- [Exercise requirements]
Retype every line below precisely as it appears.

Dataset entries
►
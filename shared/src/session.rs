use crate::cache::{QueryCache, QueryResult};
use crate::data::world::{GalaxyWindow, WorldPosition, ZoomIndex};
use crate::generation::{Generator, SectorGenerator, Star};
use crate::query::{query, InvalidInput};
use log::debug;
use serde::{Deserialize, Serialize};
use std::{fmt, fmt::Display, fmt::Formatter, str::FromStr};

pub const DEFAULT_POSITION: [f32; 3] = [50_000.0, 50_000.0, 12_500.0];
pub const DEFAULT_ZOOM: f32 = 100.0;
pub const DEFAULT_STEP: f32 = 10.0;

/// Zoom extents offered by [`ViewerSession::zoom_in`] and [`ViewerSession::zoom_out`], half a decade apart.
pub const ZOOM_STOPS: [f32; 9] = [1.0, 3.0, 10.0, 32.0, 100.0, 316.0, 1000.0, 3162.0, 10000.0];

#[derive(Clone, Copy, Debug, Deserialize, Eq, Hash, PartialEq, Serialize)]
pub enum Axis {
	X,
	Y,
	Z,
}

impl Axis {
	pub const fn index(&self) -> usize {
		match self {
			Self::X => 0,
			Self::Y => 1,
			Self::Z => 2,
		}
	}
}

impl Display for Axis {
	fn fmt(&self, f: &mut Formatter<'_>) -> fmt::Result {
		f.write_str(match self {
			Self::X => "x",
			Self::Y => "y",
			Self::Z => "z",
		})
	}
}

impl FromStr for Axis {
	type Err = ();

	fn from_str(string: &str) -> Result<Self, Self::Err> {
		match string {
			"x" | "X" => Ok(Self::X),
			"y" | "Y" => Ok(Self::Y),
			"z" | "Z" => Ok(Self::Z),
			_ => Err(()),
		}
	}
}

#[derive(Clone, Copy, Debug, Deserialize, Eq, Hash, PartialEq, Serialize)]
pub enum Direction {
	Forward,
	Backward,
}

/// Marker diameters shrink at coarse zoom: halved from `middle` on, quartered from `big` on.
#[derive(Clone, Copy, Debug, Deserialize, PartialEq, Serialize)]
pub struct MarkerPolicy {
	pub middle: ZoomIndex,
	pub big: ZoomIndex,
}

impl MarkerPolicy {
	pub fn scale(&self, zoom: ZoomIndex) -> f32 {
		if zoom >= self.big {
			0.25
		} else if zoom >= self.middle {
			0.5
		} else {
			1.0
		}
	}

	pub fn marker_size(&self, star: &Star, zoom: ZoomIndex) -> f32 {
		star.pixels as f32 * self.scale(zoom)
	}
}

impl Default for MarkerPolicy {
	fn default() -> Self {
		Self {
			middle: ZoomIndex::new(4),
			big: ZoomIndex::new(8),
		}
	}
}

/// Everything a viewer mutates between queries: where it is, how far it sees, how far it steps, and the result of
/// the last query.
pub struct ViewerSession<G = SectorGenerator> {
	generator: G,
	cache: QueryCache,

	here: WorldPosition,
	zoom: f32,
	step_size: f32,
	markers: MarkerPolicy,
}

impl<G: Generator> ViewerSession<G> {
	/// `here` is clamped into the world. `zoom` is checked on the first query.
	pub fn new(generator: G, here: WorldPosition, zoom: f32) -> Self {
		Self {
			generator,
			cache: QueryCache::new(),

			here: here.clamped(),
			zoom,
			step_size: DEFAULT_STEP,
			markers: MarkerPolicy::default(),
		}
	}

	#[must_use]
	pub fn with_markers(mut self, markers: MarkerPolicy) -> Self {
		self.markers = markers;
		self
	}

	pub fn generator(&self) -> &G {
		&self.generator
	}

	pub fn cache(&self) -> &QueryCache {
		&self.cache
	}

	pub fn here(&self) -> WorldPosition {
		self.here
	}

	pub fn zoom(&self) -> f32 {
		self.zoom
	}

	pub fn zoom_index(&self) -> ZoomIndex {
		ZoomIndex::from_zoom(self.zoom)
	}

	pub fn step_size(&self) -> f32 {
		self.step_size
	}

	pub fn window(&self) -> GalaxyWindow {
		GalaxyWindow::new(self.here, self.zoom)
	}

	/// Moves one step along `axis`, stopping at the edge of the world.
	pub fn step(&mut self, axis: Axis, direction: Direction) {
		let delta = match direction {
			Direction::Forward => self.step_size,
			Direction::Backward => -self.step_size,
		};

		self.here[axis.index()] += delta;
		self.here = self.here.clamped();
	}

	pub fn goto(&mut self, here: WorldPosition) {
		self.here = here.clamped();
	}

	pub fn set_zoom(&mut self, zoom: f32) -> Result<(), InvalidInput> {
		if !(zoom.is_finite() && zoom > 0.0) {
			return Err(InvalidInput::Zoom(zoom));
		}

		self.zoom = zoom;
		Ok(())
	}

	pub fn set_step_size(&mut self, step_size: f32) -> Result<(), InvalidInput> {
		if !(step_size.is_finite() && step_size > 0.0) {
			return Err(InvalidInput::Step(step_size));
		}

		self.step_size = step_size;
		Ok(())
	}

	/// Switches to the next smaller zoom stop, if there is one.
	pub fn zoom_in(&mut self) {
		if let Some(stop) = ZOOM_STOPS.iter().rev().find(|stop| **stop < self.zoom) {
			self.zoom = *stop;
		}
	}

	/// Switches to the next larger zoom stop, if there is one.
	pub fn zoom_out(&mut self) {
		if let Some(stop) = ZOOM_STOPS.iter().find(|stop| **stop > self.zoom) {
			self.zoom = *stop;
		}
	}

	/// The stars visible from the current position and zoom, reusing the previous result when neither changed.
	pub fn stars(&mut self) -> Result<QueryResult, InvalidInput> {
		let window = self.window();
		let generator = &self.generator;

		let stars = self.cache.get(self.here, self.zoom, || query(generator, &window))?;

		debug!(
			"Query cache: {} hits, {} misses",
			self.cache.hits(),
			self.cache.misses()
		);

		Ok(stars)
	}

	pub fn marker_size(&self, star: &Star) -> f32 {
		self.markers.marker_size(star, self.zoom_index())
	}
}

impl Default for ViewerSession {
	fn default() -> Self {
		Self::new(SectorGenerator::default(), DEFAULT_POSITION.into(), DEFAULT_ZOOM)
	}
}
◄
- [Task answer]
filename shared/src/session.rs
use crate::cache::{QueryCache, QueryResult};
use crate::data::world::{GalaxyWindow, WorldPosition, ZoomIndex};
use crate::generation::{Generator, SectorGenerator, Star};
use crate::query::{query, InvalidInput};
use log::debug;
use serde::{Deserialize, Serialize};
use std::{fmt, fmt::Display, fmt::Formatter, str::FromStr};

pub const DEFAULT_POSITION: [f32; 3] = [50_000.0, 50_000.0, 12_500.0];
pub const DEFAULT_ZOOM: f32 = 100.0;
pub const DEFAULT_STEP: f32 = 10.0;

/// Zoom extents offered by [`ViewerSession::zoom_in`] and [`ViewerSession::zoom_out`], half a decade apart.
pub const ZOOM_STOPS: [f32; 9] = [1.0, 3.0, 10.0, 32.0, 100.0, 316.0, 1000.0, 3162.0, 10000.0];

#[derive(Clone, Copy, Debug, Deserialize, Eq, Hash, PartialEq, Serialize)]
pub enum Axis {
	X,
	Y,
	Z,
}

impl Axis {
	pub const fn index(&self) -> usize {
		match self {
			Self::X => 0,
			Self::Y => 1,
			Self::Z => 2,
		}
	}
}

impl Display for Axis {
	fn fmt(&self, f: &mut Formatter<'_>) -> fmt::Result {
		f.write_str(match self {
			Self::X => "x",
			Self::Y => "y",
			Self::Z => "z",
		})
	}
}

impl FromStr for Axis {
	type Err = ();

	fn from_str(string: &str) -> Result<Self, Self::Err> {
		match string {
			"x" | "X" => Ok(Self::X),
			"y" | "Y" => Ok(Self::Y),
			"z" | "Z" => Ok(Self::Z),
			_ => Err(()),
		}
	}
}

#[derive(Clone, Copy, Debug, Deserialize, Eq, Hash, PartialEq, Serialize)]
pub enum Direction {
	Forward,
	Backward,
}

/// Marker diameters shrink at coarse zoom: halved from `middle` on, quartered from `big` on.
#[derive(Clone, Copy, Debug, Deserialize, PartialEq, Serialize)]
pub struct MarkerPolicy {
	pub middle: ZoomIndex,
	pub big: ZoomIndex,
}

impl MarkerPolicy {
	pub fn scale(&self, zoom: ZoomIndex) -> f32 {
		if zoom >= self.big {
			0.25
		} else if zoom >= self.middle {
			0.5
		} else {
			1.0
		}
	}

	pub fn marker_size(&self, star: &Star, zoom: ZoomIndex) -> f32 {
		star.pixels as f32 * self.scale(zoom)
	}
}

impl Default for MarkerPolicy {
	fn default() -> Self {
		Self {
			middle: ZoomIndex::new(4),
			big: ZoomIndex::new(8),
		}
	}
}

/// Everything a viewer mutates between queries: where it is, how far it sees, how far it steps, and the result of
/// the last query.
pub struct ViewerSession<G = SectorGenerator> {
	generator: G,
	cache: QueryCache,

	here: WorldPosition,
	zoom: f32,
	step_size: f32,
	markers: MarkerPolicy,
}

impl<G: Generator> ViewerSession<G> {
	/// `here` is clamped into the world. `zoom` is checked on the first query.
	pub fn new(generator: G, here: WorldPosition, zoom: f32) -> Self {
		Self {
			generator,
			cache: QueryCache::new(),

			here: here.clamped(),
			zoom,
			step_size: DEFAULT_STEP,
			markers: MarkerPolicy::default(),
		}
	}

	#[must_use]
	pub fn with_markers(mut self, markers: MarkerPolicy) -> Self {
		self.markers = markers;
		self
	}

	pub fn generator(&self) -> &G {
		&self.generator
	}

	pub fn cache(&self) -> &QueryCache {
		&self.cache
	}

	pub fn here(&self) -> WorldPosition {
		self.here
	}

	pub fn zoom(&self) -> f32 {
		self.zoom
	}

	pub fn zoom_index(&self) -> ZoomIndex {
		ZoomIndex::from_zoom(self.zoom)
	}

	pub fn step_size(&self) -> f32 {
		self.step_size
	}

	pub fn window(&self) -> GalaxyWindow {
		GalaxyWindow::new(self.here, self.zoom)
	}

	/// Moves one step along `axis`, stopping at the edge of the world.
	pub fn step(&mut self, axis: Axis, direction: Direction) {
		let delta = match direction {
			Direction::Forward => self.step_size,
			Direction::Backward => -self.step_size,
		};

		self.here[axis.index()] += delta;
		self.here = self.here.clamped();
	}

	pub fn goto(&mut self, here: WorldPosition) {
		self.here = here.clamped();
	}

	pub fn set_zoom(&mut self, zoom: f32) -> Result<(), InvalidInput> {
		if !(zoom.is_finite() && zoom > 0.0) {
			return Err(InvalidInput::Zoom(zoom));
		}

		self.zoom = zoom;
		Ok(())
	}

	pub fn set_step_size(&mut self, step_size: f32) -> Result<(), InvalidInput> {
		if !(step_size.is_finite() && step_size > 0.0) {
			return Err(InvalidInput::Step(step_size));
		}

		self.step_size = step_size;
		Ok(())
	}

	/// Switches to the next smaller zoom stop, if there is one.
	pub fn zoom_in(&mut self) {
		if let Some(stop) = ZOOM_STOPS.iter().rev().find(|stop| **stop < self.zoom) {
			self.zoom = *stop;
		}
	}

	/// Switches to the next larger zoom stop, if there is one.
	pub fn zoom_out(&mut self) {
		if let Some(stop) = ZOOM_STOPS.iter().find(|stop| **stop > self.zoom) {
			self.zoom = *stop;
		}
	}

	/// The stars visible from the current position and zoom, reusing the previous result when neither changed.
	pub fn stars(&mut self) -> Result<QueryResult, InvalidInput> {
		let window = self.window();
		let generator = &self.generator;

		let stars = self.cache.get(self.here, self.zoom, || query(generator, &window))?;

		debug!(
			"Query cache: {} hits, {} misses",
			self.cache.hits(),
			self.cache.misses()
		);

		Ok(stars)
	}

	pub fn marker_size(&self, star: &Star) -> f32 {
		self.markers.marker_size(star, self.zoom_index())
	}
}

impl Default for ViewerSession {
	fn default() -> Self {
		Self::new(SectorGenerator::default(), DEFAULT_POSITION.into(), DEFAULT_ZOOM)
	}
}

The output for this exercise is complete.